(Collected data entries)

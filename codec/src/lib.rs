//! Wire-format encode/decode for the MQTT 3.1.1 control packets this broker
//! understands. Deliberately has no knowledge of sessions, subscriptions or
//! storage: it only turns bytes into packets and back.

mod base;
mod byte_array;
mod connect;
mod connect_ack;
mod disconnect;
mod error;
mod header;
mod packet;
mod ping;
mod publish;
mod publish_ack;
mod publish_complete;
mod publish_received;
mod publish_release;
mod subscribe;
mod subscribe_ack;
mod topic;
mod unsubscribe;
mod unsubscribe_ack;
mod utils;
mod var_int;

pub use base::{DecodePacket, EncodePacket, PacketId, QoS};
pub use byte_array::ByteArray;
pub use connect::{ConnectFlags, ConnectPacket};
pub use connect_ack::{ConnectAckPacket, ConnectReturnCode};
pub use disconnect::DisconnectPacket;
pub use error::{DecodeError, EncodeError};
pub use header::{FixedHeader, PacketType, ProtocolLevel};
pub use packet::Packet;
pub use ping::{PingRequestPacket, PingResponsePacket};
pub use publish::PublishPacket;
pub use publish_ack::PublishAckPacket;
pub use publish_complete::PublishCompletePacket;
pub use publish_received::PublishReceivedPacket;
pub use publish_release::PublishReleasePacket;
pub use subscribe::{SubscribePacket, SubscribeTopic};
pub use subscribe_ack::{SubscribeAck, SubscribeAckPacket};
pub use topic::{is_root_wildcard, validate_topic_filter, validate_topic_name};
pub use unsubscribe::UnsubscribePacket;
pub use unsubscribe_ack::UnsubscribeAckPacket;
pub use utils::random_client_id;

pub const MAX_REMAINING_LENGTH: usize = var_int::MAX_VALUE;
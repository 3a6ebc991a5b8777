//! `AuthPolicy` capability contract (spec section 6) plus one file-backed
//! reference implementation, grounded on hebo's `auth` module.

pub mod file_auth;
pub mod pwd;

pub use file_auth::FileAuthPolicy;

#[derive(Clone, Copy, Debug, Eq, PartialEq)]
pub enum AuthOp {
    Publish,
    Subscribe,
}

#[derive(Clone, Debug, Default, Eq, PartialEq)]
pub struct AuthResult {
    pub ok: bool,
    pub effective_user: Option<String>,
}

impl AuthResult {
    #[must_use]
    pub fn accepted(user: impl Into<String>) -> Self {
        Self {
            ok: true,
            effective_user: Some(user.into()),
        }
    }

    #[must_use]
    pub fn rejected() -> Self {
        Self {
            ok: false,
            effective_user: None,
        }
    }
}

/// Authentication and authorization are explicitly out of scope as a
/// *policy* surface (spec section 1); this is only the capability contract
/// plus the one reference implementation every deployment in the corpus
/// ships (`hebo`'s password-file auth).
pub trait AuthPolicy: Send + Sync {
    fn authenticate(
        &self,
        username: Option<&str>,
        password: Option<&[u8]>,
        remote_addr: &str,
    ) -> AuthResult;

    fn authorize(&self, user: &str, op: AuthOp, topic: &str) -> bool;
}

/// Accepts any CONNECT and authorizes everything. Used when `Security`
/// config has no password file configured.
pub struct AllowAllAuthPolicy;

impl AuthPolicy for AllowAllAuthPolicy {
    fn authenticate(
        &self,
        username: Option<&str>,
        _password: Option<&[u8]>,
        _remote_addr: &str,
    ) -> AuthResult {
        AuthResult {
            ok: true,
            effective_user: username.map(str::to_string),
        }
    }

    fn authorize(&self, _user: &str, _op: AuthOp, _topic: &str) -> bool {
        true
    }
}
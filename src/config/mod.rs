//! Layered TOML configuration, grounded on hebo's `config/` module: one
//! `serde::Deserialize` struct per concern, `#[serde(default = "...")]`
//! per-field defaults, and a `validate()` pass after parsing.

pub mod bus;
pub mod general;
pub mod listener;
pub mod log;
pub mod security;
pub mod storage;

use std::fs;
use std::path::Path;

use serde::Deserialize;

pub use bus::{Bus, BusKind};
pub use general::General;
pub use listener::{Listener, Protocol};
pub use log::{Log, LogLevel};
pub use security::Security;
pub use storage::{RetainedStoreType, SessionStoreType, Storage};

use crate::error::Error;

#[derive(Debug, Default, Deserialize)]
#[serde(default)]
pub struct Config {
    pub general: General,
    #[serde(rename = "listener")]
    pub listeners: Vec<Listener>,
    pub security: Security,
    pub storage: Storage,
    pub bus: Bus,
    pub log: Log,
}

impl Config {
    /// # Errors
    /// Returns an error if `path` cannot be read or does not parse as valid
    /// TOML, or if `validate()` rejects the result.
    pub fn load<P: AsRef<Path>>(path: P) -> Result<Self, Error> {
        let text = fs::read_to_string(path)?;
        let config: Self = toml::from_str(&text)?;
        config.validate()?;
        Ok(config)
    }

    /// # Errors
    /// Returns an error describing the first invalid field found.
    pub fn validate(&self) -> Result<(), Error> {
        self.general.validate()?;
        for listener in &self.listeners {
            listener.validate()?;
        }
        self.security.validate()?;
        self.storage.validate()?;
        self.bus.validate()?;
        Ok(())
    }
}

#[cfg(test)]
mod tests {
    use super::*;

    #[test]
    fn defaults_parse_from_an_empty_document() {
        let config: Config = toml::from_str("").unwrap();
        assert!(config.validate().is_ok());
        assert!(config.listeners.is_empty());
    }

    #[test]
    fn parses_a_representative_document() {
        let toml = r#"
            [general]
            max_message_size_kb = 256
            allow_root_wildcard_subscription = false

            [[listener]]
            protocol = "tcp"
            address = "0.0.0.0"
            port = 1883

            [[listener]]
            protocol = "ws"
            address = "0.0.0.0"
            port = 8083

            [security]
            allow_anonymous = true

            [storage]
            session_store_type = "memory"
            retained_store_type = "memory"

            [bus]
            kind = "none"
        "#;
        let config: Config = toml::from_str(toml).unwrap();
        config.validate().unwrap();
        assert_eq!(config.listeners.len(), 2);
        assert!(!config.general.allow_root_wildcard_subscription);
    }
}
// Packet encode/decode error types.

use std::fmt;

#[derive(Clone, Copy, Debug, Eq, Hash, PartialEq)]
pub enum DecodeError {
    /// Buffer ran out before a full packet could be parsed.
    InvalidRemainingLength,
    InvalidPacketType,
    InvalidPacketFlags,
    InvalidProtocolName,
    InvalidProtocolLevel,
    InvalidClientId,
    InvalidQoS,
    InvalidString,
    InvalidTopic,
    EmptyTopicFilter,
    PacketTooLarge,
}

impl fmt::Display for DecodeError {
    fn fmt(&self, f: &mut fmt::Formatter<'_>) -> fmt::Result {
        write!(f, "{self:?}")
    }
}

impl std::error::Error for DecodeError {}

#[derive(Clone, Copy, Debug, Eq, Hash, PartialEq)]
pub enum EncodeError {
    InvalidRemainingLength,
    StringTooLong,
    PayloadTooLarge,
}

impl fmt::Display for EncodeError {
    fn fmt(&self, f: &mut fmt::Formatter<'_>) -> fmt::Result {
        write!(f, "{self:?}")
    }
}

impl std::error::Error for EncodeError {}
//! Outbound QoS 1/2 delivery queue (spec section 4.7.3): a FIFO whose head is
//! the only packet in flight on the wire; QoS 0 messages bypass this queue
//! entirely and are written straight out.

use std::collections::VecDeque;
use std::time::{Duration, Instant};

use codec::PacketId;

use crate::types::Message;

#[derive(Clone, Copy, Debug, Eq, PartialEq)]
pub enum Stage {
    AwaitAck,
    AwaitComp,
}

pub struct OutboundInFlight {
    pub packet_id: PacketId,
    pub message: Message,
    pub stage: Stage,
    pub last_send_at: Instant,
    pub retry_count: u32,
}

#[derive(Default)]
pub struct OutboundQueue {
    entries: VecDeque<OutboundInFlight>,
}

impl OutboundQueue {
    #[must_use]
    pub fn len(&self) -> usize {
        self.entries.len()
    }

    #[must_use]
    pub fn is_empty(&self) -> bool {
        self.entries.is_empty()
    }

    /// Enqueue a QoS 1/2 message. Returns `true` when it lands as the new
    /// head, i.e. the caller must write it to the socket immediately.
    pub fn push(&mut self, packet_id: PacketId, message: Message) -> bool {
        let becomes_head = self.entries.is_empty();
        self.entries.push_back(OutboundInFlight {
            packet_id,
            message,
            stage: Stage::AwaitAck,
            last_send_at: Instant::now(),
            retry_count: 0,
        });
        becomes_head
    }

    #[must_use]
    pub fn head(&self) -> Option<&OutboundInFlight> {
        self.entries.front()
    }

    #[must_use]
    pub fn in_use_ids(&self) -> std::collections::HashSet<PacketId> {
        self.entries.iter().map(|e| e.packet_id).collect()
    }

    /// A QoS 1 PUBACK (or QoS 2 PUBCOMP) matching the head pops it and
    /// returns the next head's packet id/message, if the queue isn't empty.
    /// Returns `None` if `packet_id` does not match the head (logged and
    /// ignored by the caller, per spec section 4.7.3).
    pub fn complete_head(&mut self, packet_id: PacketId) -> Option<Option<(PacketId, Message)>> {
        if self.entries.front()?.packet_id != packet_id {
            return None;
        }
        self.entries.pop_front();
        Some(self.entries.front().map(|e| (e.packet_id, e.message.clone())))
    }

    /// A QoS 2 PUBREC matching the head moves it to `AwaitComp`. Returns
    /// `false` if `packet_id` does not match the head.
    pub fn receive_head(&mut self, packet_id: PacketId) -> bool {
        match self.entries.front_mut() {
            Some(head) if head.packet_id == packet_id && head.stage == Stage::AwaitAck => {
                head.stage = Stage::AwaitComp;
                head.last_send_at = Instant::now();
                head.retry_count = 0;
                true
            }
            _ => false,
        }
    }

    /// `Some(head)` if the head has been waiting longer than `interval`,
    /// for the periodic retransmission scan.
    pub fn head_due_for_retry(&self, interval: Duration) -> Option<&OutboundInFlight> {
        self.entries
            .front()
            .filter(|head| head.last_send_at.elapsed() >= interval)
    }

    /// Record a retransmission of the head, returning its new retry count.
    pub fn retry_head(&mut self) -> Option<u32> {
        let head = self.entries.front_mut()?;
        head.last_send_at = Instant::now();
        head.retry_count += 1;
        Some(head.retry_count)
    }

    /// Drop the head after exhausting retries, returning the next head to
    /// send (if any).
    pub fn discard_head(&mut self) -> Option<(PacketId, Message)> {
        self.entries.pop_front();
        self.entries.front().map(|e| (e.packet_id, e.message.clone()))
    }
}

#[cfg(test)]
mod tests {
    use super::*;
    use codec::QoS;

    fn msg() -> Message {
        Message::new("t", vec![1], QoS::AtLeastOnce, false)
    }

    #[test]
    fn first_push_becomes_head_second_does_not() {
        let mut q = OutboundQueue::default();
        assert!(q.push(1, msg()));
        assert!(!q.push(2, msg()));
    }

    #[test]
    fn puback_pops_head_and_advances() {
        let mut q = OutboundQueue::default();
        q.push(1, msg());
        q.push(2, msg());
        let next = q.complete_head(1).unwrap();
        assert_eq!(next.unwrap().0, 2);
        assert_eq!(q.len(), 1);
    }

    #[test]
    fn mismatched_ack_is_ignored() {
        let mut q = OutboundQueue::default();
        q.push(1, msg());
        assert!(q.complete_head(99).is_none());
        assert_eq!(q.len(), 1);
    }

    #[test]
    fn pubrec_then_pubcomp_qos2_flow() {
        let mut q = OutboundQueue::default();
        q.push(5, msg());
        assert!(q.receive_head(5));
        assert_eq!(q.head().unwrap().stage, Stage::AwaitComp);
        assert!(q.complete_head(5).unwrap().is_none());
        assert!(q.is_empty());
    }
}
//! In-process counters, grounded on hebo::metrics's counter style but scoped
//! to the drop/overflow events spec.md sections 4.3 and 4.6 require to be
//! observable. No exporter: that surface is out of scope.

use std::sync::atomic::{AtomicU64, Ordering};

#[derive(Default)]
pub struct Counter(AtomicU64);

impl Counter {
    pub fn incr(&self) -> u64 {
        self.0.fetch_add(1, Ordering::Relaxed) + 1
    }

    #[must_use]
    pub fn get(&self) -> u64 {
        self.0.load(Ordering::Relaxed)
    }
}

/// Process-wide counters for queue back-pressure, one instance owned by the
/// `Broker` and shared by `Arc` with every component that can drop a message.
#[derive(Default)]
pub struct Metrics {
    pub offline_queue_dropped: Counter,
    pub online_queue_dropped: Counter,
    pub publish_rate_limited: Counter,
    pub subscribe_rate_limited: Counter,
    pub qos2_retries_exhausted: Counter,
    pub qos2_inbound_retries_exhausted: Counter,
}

---

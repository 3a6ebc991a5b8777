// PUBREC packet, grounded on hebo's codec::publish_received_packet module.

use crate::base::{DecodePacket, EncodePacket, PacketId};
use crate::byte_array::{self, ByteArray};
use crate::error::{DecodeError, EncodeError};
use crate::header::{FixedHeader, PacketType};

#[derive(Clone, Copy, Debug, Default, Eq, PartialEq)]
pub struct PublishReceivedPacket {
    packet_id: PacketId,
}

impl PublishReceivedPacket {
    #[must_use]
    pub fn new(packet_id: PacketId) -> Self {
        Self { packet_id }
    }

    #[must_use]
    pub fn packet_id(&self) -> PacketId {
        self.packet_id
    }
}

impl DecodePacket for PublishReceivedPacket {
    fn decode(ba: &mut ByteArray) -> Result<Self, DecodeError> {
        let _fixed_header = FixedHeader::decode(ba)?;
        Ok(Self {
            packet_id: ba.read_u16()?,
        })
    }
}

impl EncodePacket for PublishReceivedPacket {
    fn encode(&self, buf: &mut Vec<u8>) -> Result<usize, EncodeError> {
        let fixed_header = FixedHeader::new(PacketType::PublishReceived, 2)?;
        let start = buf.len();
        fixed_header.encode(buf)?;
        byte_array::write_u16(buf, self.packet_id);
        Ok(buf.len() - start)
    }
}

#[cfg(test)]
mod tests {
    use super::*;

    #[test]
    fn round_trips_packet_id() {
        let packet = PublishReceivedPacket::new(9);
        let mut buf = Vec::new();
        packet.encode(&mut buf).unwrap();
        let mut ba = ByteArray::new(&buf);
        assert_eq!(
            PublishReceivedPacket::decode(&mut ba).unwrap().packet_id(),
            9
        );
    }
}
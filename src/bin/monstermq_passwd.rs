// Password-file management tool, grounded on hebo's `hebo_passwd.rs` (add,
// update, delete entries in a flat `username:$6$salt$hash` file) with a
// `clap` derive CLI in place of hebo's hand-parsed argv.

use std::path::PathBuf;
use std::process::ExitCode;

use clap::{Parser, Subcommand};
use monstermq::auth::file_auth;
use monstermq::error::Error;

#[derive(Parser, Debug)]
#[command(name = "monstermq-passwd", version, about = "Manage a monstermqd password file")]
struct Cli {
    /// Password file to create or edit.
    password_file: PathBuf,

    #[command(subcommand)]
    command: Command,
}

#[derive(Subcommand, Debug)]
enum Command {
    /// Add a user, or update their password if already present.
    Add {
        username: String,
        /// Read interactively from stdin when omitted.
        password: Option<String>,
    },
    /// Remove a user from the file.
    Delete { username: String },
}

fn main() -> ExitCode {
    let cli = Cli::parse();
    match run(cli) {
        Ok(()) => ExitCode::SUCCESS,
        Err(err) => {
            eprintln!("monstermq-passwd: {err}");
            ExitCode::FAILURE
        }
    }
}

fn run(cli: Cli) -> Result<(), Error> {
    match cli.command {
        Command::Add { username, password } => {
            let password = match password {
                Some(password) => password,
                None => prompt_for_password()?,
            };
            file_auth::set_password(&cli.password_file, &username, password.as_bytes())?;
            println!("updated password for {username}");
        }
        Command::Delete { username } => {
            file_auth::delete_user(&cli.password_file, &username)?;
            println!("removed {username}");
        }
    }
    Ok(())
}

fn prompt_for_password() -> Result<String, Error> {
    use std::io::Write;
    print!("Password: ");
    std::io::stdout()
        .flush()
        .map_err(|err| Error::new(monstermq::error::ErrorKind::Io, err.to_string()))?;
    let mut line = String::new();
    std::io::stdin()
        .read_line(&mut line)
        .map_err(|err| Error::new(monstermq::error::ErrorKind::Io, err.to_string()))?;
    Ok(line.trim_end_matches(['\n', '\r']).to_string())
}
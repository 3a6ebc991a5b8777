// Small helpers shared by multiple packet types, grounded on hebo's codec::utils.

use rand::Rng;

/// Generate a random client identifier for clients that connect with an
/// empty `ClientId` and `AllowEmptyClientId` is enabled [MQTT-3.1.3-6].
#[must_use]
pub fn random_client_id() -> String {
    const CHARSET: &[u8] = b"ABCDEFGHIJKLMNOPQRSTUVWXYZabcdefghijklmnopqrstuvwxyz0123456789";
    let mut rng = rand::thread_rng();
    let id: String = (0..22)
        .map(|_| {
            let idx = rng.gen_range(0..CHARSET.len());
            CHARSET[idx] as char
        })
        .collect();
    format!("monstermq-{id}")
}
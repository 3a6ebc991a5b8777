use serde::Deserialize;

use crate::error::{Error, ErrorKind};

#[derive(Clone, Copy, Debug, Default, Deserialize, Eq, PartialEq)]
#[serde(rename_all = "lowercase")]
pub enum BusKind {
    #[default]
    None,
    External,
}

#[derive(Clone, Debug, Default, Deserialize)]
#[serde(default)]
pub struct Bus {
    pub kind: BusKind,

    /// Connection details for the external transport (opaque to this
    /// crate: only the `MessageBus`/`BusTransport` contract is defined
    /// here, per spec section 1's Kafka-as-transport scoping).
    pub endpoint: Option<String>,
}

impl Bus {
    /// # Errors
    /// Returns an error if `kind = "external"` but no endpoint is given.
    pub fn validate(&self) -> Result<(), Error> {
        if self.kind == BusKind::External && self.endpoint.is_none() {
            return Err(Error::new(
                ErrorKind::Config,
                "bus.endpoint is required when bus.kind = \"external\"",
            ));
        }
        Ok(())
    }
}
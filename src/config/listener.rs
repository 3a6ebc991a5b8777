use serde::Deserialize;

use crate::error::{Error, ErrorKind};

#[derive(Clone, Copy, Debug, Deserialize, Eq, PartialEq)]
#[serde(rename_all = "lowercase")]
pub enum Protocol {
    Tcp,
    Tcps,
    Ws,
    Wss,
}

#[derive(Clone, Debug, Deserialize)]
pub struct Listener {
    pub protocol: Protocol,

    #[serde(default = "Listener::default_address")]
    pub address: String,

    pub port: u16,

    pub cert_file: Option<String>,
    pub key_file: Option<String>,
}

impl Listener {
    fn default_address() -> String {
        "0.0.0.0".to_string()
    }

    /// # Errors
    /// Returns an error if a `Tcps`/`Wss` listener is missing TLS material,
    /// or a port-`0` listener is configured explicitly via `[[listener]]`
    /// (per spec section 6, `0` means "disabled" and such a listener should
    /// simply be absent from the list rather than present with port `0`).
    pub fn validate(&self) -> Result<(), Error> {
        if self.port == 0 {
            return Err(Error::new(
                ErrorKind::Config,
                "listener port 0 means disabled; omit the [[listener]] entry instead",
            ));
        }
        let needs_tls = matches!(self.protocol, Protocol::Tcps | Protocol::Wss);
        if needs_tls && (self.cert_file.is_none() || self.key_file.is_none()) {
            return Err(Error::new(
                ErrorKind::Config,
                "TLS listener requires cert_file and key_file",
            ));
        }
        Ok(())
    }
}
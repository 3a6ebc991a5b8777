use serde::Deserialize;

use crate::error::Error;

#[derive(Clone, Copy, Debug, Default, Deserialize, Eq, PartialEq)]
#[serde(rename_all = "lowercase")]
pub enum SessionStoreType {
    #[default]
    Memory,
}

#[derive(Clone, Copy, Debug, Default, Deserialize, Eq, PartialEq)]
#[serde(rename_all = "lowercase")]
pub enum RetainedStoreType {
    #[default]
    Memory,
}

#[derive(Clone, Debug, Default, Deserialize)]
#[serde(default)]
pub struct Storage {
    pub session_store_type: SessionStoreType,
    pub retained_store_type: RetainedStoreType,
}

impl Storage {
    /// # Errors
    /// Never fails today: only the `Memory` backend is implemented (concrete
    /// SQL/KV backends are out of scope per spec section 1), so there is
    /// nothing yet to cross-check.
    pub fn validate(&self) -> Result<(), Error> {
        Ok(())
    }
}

* **Task to carry out**:
Once you reach the line with "fn authorize(&self, _user: &str, _op: AuthOp, _topic: &str)" in the data above, copy it and every line after it exactly, up to and including the line with "assert!(config.validate().is_ok());".

* **Problem solution**:
    fn authorize(&self, _user: &str, _op: AuthOp, _topic: &str) -> bool {
        true
    }
}
filename src/config/mod.rs
//! Layered TOML configuration, grounded on hebo's `config/` module: one
//! `serde::Deserialize` struct per concern, `#[serde(default = "...")]`
//! per-field defaults, and a `validate()` pass after parsing.

pub mod bus;
pub mod general;
pub mod listener;
pub mod log;
pub mod security;
pub mod storage;

use std::fs;
use std::path::Path;

use serde::Deserialize;

pub use bus::{Bus, BusKind};
pub use general::General;
pub use listener::{Listener, Protocol};
pub use log::{Log, LogLevel};
pub use security::Security;
pub use storage::{RetainedStoreType, SessionStoreType, Storage};

use crate::error::Error;

#[derive(Debug, Default, Deserialize)]
#[serde(default)]
pub struct Config {
    pub general: General,
    #[serde(rename = "listener")]
    pub listeners: Vec<Listener>,
    pub security: Security,
    pub storage: Storage,
    pub bus: Bus,
    pub log: Log,
}

impl Config {
    /// # Errors
    /// Returns an error if `path` cannot be read or does not parse as valid
    /// TOML, or if `validate()` rejects the result.
    pub fn load<P: AsRef<Path>>(path: P) -> Result<Self, Error> {
        let text = fs::read_to_string(path)?;
        let config: Self = toml::from_str(&text)?;
        config.validate()?;
        Ok(config)
    }

    /// # Errors
    /// Returns an error describing the first invalid field found.
    pub fn validate(&self) -> Result<(), Error> {
        self.general.validate()?;
        for listener in &self.listeners {
            listener.validate()?;
        }
        self.security.validate()?;
        self.storage.validate()?;
        self.bus.validate()?;
        Ok(())
    }
}

#[cfg(test)]
mod tests {
    use super::*;

    #[test]
    fn defaults_parse_from_an_empty_document() {
        let config: Config = toml::from_str("").unwrap();
        assert!(config.validate().is_ok());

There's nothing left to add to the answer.